Preproenkephalin promoter yields region-specific and long-term expression in adult brain after direct in vivo gene transfer via a defective herpes simplex viral vector.

We have previously used a defective herpes simplex virus vector to express a foreign gene in the adult rat brain. One application of this technology would be the in vivo analysis of promoter function in brain after de novo transfer, which would allow the rapid generation of vectors with localized application in a broad range of mammalian species while avoiding influences of other nearby promoters. A 2.7-kb fragment of the rat preproenkephalin promoter was placed upstream of the bacterial lacZ gene in our herpes simplex virus amplicon.
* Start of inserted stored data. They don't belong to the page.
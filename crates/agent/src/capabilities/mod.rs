//! Capabilities the agents may call during a turn.

pub mod builtin;
pub mod registry;
pub mod runtime;
pub mod schema;

pub use builtin::{default_registry, interventions_for, Intervention, ScoreBand};
pub use registry::{
    Capability, CapabilityContext, CapabilityHandler, CapabilityRegistry, CapabilitySpec, Hint,
    RegistryError,
};
pub use runtime::{CapabilityError, CapabilityRuntime, InvocationRecord, InvokeObserver};
pub use schema::{FieldKind, FieldSpec, InputSchema};
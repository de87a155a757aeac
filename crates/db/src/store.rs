use std::sync::Arc;

use carelink_core::job_queue::JobQueueConfig;

use crate::queue::JobQueue;
use crate::repositories::{
    ContextRepository, InMemoryContextRepository, InMemoryJobRepository,
    InMemoryMessageRepository, InMemoryTurnLogRepository, MessageRepository,
    SqlContextRepository, SqlJobRepository, SqlMessageRepository, SqlTurnLogRepository,
    TurnLogRepository,
};
use crate::DbPool;

/// Every persistence seam a turn or a worker needs, behind trait objects.
#[derive(Clone)]
pub struct Store {
    pub contexts: Arc<dyn ContextRepository>,
    pub messages: Arc<dyn MessageRepository>,
    pub turn_logs: Arc<dyn TurnLogRepository>,
    pub jobs: JobQueue,
}

impl Store {
    pub fn sqlite(pool: DbPool, queue_config: JobQueueConfig) -> Self {
        Self {
            contexts: Arc::new(SqlContextRepository::new(pool.clone())),
            messages: Arc::new(SqlMessageRepository::new(pool.clone())),
            turn_logs: Arc::new(SqlTurnLogRepository::new(pool.clone())),
            jobs: JobQueue::new(Arc::new(SqlJobRepository::new(pool)), queue_config),
        }
    }

    pub fn in_memory(queue_config: JobQueueConfig) -> Self {
        InMemoryStore::new(queue_config).store()
    }
}

/// In-memory store that keeps concrete handles so tests can inspect state
/// or take a repository offline.
#[derive(Clone)]
pub struct InMemoryStore {
    pub contexts: Arc<InMemoryContextRepository>,
    pub messages: Arc<InMemoryMessageRepository>,
    pub turn_logs: Arc<InMemoryTurnLogRepository>,
    pub jobs: Arc<InMemoryJobRepository>,
    queue_config: JobQueueConfig,
}

impl InMemoryStore {
    pub fn new(queue_config: JobQueueConfig) -> Self {
        Self {
            contexts: Arc::new(InMemoryContextRepository::default()),
            messages: Arc::new(InMemoryMessageRepository::default()),
            turn_logs: Arc::new(InMemoryTurnLogRepository::default()),
            jobs: Arc::new(InMemoryJobRepository::default()),
            queue_config,
        }
    }

    pub fn store(&self) -> Store {
        Store {
            contexts: self.contexts.clone(),
            messages: self.messages.clone(),
            turn_logs: self.turn_logs.clone(),
            jobs: JobQueue::new(self.jobs.clone(), self.queue_config.clone()),
        }
    }
}
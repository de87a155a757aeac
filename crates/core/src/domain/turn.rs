use chrono::{DateTime, Utc};
use serde::{Deserialize, Serialize};

use crate::trace::{TraceId, TraceStep};

#[derive(Clone, Copy, Debug, Default, PartialEq, Eq, Serialize, Deserialize)]
pub struct UsageCounters {
    pub input_units: u32,
    pub output_units: u32,
    pub tool_calls: u32,
}

#[derive(Clone, Copy, Debug, PartialEq, Eq, Serialize, Deserialize)]
#[serde(rename_all = "snake_case")]
pub enum RunOutcome {
    Completed,
    ResourceLimit,
    Cancelled,
    Failed,
}

impl RunOutcome {
    pub fn as_str(&self) -> &'static str {
        match self {
            Self::Completed => "completed",
            Self::ResourceLimit => "resource_limit",
            Self::Cancelled => "cancelled",
            Self::Failed => "failed",
        }
    }

    pub fn parse(value: &str) -> Option<Self> {
        match value.trim().to_ascii_lowercase().as_str() {
            "completed" => Some(Self::Completed),
            "resource_limit" => Some(Self::ResourceLimit),
            "cancelled" => Some(Self::Cancelled),
            "failed" => Some(Self::Failed),
            _ => None,
        }
    }
}

#[derive(Clone, Debug, PartialEq, Serialize, Deserialize)]
pub struct AgentRunRecord {
    pub id: String,
    pub agent: String,
    pub user_id: String,
    pub policy_bundle: String,
    pub usage: UsageCounters,
    pub trace_id: TraceId,
    pub latency_ms: u64,
    pub outcome: RunOutcome,
    pub error: Option<String>,
    pub trace: Vec<TraceStep>,
    pub created_at: DateTime<Utc>,
}

#[derive(Clone, Copy, Debug, PartialEq, Eq, Serialize, Deserialize)]
#[serde(rename_all = "snake_case")]
pub enum GuardrailPhase {
    Pre,
    Post,
}

impl GuardrailPhase {
    pub fn as_str(&self) -> &'static str {
        match self {
            Self::Pre => "pre",
            Self::Post => "post",
        }
    }

    pub fn parse(value: &str) -> Option<Self> {
        match value.trim().to_ascii_lowercase().as_str() {
            "pre" => Some(Self::Pre),
            "post" => Some(Self::Post),
            _ => None,
        }
    }
}

/// Audit record written whenever a policy check disallows a turn.
#[derive(Clone, Debug, PartialEq, Eq, Serialize, Deserialize)]
pub struct GuardrailEvent {
    pub id: String,
    pub rule_id: String,
    pub action: String,
    pub phase: GuardrailPhase,
    pub message: Option<String>,
    pub trace_id: TraceId,
    pub user_id: String,
    pub occurred_at: DateTime<Utc>,
}

#[cfg(test)]
mod tests {
    use super::{GuardrailPhase, RunOutcome};

    #[test]
    fn run_outcome_round_trips_from_storage_encoding() {
        for outcome in [
            RunOutcome::Completed,
            RunOutcome::ResourceLimit,
            RunOutcome::Cancelled,
            RunOutcome::Failed,
        ] {
            assert_eq!(RunOutcome::parse(outcome.as_str()), Some(outcome));
        }
        assert_eq!(GuardrailPhase::parse("POST"), Some(GuardrailPhase::Post));
        assert_eq!(GuardrailPhase::parse("mid"), None);
    }
}
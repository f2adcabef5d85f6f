use config::{Config, ConfigError, Environment, File};
use serde::Deserialize;
use std::env;
use std::path::Path;
use thiserror::Error;
use tracing::{error, info};
use validator::Validate;

const DEFAULT_LOG_LEVEL: &str = "info";
const DEFAULT_ENV: &str = "development";
const CONFIG_DIR: &str = "config";

/// Application configuration with validation.
///
/// The crate is a backend core, so the surface is small: database tuning,
/// environment selection, and logging. Everything can be overridden with
/// `APP__`-prefixed environment variables (e.g. `APP__DATABASE_URL`).
#[derive(Clone, Debug, Deserialize, Validate)]
#[serde(deny_unknown_fields)]
pub struct AppConfig {
    /// Database connection URL
    #[validate(length(min = 1))]
    pub database_url: String,

    /// Application environment ("development", "test", "production")
    pub environment: String,

    /// Logging level filter
    #[serde(default = "default_log_level")]
    pub log_level: String,

    /// Log in JSON format (structured logging)
    #[serde(default)]
    pub log_json: bool,

    /// Whether to run database migrations on startup
    #[serde(default)]
    pub auto_migrate: bool,

    /// Maximum number of pooled connections
    #[serde(default = "default_db_max_connections")]
    #[validate(range(min = 1, max = 200))]
    pub db_max_connections: u32,

    /// Minimum number of pooled connections
    #[serde(default = "default_db_min_connections")]
    pub db_min_connections: u32,

    /// Connection establishment timeout in seconds
    #[serde(default = "default_db_connect_timeout_secs")]
    pub db_connect_timeout_secs: u64,

    /// Idle connection timeout in seconds
    #[serde(default = "default_db_idle_timeout_secs")]
    pub db_idle_timeout_secs: u64,

    /// Connection acquire timeout in seconds
    #[serde(default = "default_db_acquire_timeout_secs")]
    pub db_acquire_timeout_secs: u64,
}

fn default_log_level() -> String {
    DEFAULT_LOG_LEVEL.to_string()
}

fn default_db_max_connections() -> u32 {
    10
}

fn default_db_min_connections() -> u32 {
    1
}

fn default_db_connect_timeout_secs() -> u64 {
    30
}

fn default_db_idle_timeout_secs() -> u64 {
    600
}

fn default_db_acquire_timeout_secs() -> u64 {
    8
}

impl AppConfig {
    pub fn is_production(&self) -> bool {
        self.environment.eq_ignore_ascii_case("production")
    }
}

#[derive(Debug, Error)]
pub enum AppConfigError {
    #[error("Failed to load configuration: {0}")]
    Load(#[from] ConfigError),
    #[error("Configuration validation failed: {0}")]
    Validation(#[from] validator::ValidationErrors),
}

/// Loads configuration from `config/default`, an environment-specific file
/// selected by `RUN_ENV`/`APP_ENV`, and `APP__*` environment variables,
/// later sources overriding earlier ones.
pub fn load_config() -> Result<AppConfig, AppConfigError> {
    let run_env = env::var("RUN_ENV")
        .or_else(|_| env::var("APP_ENV"))
        .unwrap_or_else(|_| DEFAULT_ENV.to_string());
    info!("Loading configuration for environment: {}", run_env);

    if !Path::new(CONFIG_DIR).exists() {
        info!(
            "Config directory '{}' not found; relying on built-in defaults and environment variables",
            CONFIG_DIR
        );
    }

    let config = Config::builder()
        .set_default("database_url", "sqlite://shopledger.db?mode=rwc")?
        .set_default("environment", DEFAULT_ENV)?
        .set_default("log_level", DEFAULT_LOG_LEVEL)?
        .set_default("log_json", false)?
        .add_source(File::with_name(&format!("{}/default", CONFIG_DIR)).required(false))
        .add_source(File::with_name(&format!("{}/{}", CONFIG_DIR, run_env)).required(false))
        .add_source(Environment::with_prefix("APP").separator("__"))
        .build()?;

    let app_config: AppConfig = config.try_deserialize()?;

    app_config.validate().map_err(|e| {
        error!("Configuration validation failed: {:?}", e);
        AppConfigError::Validation(e)
    })?;

    Ok(app_config)
}
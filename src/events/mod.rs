use chrono::{DateTime, Utc};
use rust_decimal::Decimal;
use serde::{Deserialize, Serialize};
use tokio::sync::mpsc;

use crate::entities::stock_movement::MovementReason;

/// Events emitted by the ledger write paths after their transaction
/// commits. Collaborators (notification fan-out, cache invalidation)
/// subscribe to the receiving end of the channel.
#[derive(Debug, Clone, Serialize, Deserialize)]
pub enum Event {
    MovementRecorded {
        movement_id: i64,
        shop_id: i64,
        ingredient_id: i64,
        reason: MovementReason,
        change: Decimal,
    },
    TransferRecorded {
        reference: String,
        from_shop_id: i64,
        to_shop_id: i64,
        ingredient_id: i64,
        quantity: Decimal,
    },
    SaleRecorded {
        sale_id: i64,
        shop_id: i64,
        reference: String,
        sold_at: DateTime<Utc>,
    },
    BalanceRecomputed {
        shop_id: i64,
        ingredient_id: i64,
        stock: Decimal,
    },
}

#[derive(Debug, Clone)]
pub struct EventSender {
    sender: mpsc::Sender<Event>,
}

impl EventSender {
    /// Creates a new EventSender
    pub fn new(sender: mpsc::Sender<Event>) -> Self {
        Self { sender }
    }

    /// Sends an event asynchronously
    pub async fn send(&self, event: Event) -> Result<(), String> {
        self.sender
            .send(event)
            .await
            .map_err(|e| format!("Failed to send event: {}", e))
    }
}

/// Convenience constructor for a bounded event channel.
pub fn event_channel(capacity: usize) -> (EventSender, mpsc::Receiver<Event>) {
    let (tx, rx) = mpsc::channel(capacity);
    (EventSender::new(tx), rx)
}
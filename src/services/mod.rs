pub mod balance;
pub mod ledger;
pub mod movements;
pub mod units;
pub mod valuation;

pub use balance::BalanceMaterializer;
pub use ledger::LedgerService;
pub use movements::MovementReportService;
pub use units::{UnitConverter, UnitService};
pub use valuation::ValuationService;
A restricted pattern of lacZ expression was observed in vivo, which follows previously observed patterns of endogenous preproenkephalin expression. These results, from the direct gene transfer into an adult animal brain for in vivo promoter analysis, demonstrate that sequence information that influences restricted expression of preproenkephalin is located within 2.7 kb upstream of transcriptional initiation. lacZ expression was also observed in rat brain for 2 months after direct transfer, and PCR analysis confirmed the continued presence of amplicon DNA in lacZ-positive sections. Restricted and long-term expression observed with an endogenous promoter has important implications for gene therapy using viral vectors.